Laboratory Class 9: Hash Functions




A simple hash

Given two prime numbers p and q, and their product N, we can define a hash of a number n to be
           n
   hash = g  (mod N)
This is provably collision resistant, because if we want to find two hashes which are equal, then we need to find m and n for which
    m    n
   g  = g  (mod N)
or that
    m-n
   g    = 1 (mod N)
By Euler's theorem, we know that
    ϕ(N)
   g         = 1 (mod N)
This means that finding a collision requires finding two numbers m and n for which
   m = n (mod ϕ(N))
Since computing ϕ(N) requires a knowledge of the factorization of N, this will be hard if p and q are large.

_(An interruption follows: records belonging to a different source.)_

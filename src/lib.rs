//! Journal Cache - a size-bounded LRU cache on disk
//!
//! Each key maps to a fixed number of byte values stored as files. An
//! append-only journal records every change so the cache survives restarts
//! and crashes.

pub mod bufio;
pub mod cache;
pub mod config;
pub mod error;
pub mod tasks;

pub use bufio::BufferPool;
pub use cache::{CacheStats, DiskCache, Editor, Snapshot, ValueReader, ValueWriter};
pub use config::CacheConfig;
pub use error::{CacheError, Result};
pub use tasks::PendingCache;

A simplified version of MASH

We shall experiment with a simplified version of the MASH hash function:
  1. Start with two prime numbers p and q, and their product N.
  2. Turn the data to be hashed into a single integer n.
  3. Express n as ``digits'' in base N:
  4.                     2      3            q
       n = a + a N + a N  + a N  + ... + a N
            0   1     2      3            q
    
  5. Start with H being the largest prime less than N.
  6. For i from 0 to q
  7.                      2
          H <-- (H + a_i)  +H (mod N)
    
  8. The final value of H is the hash.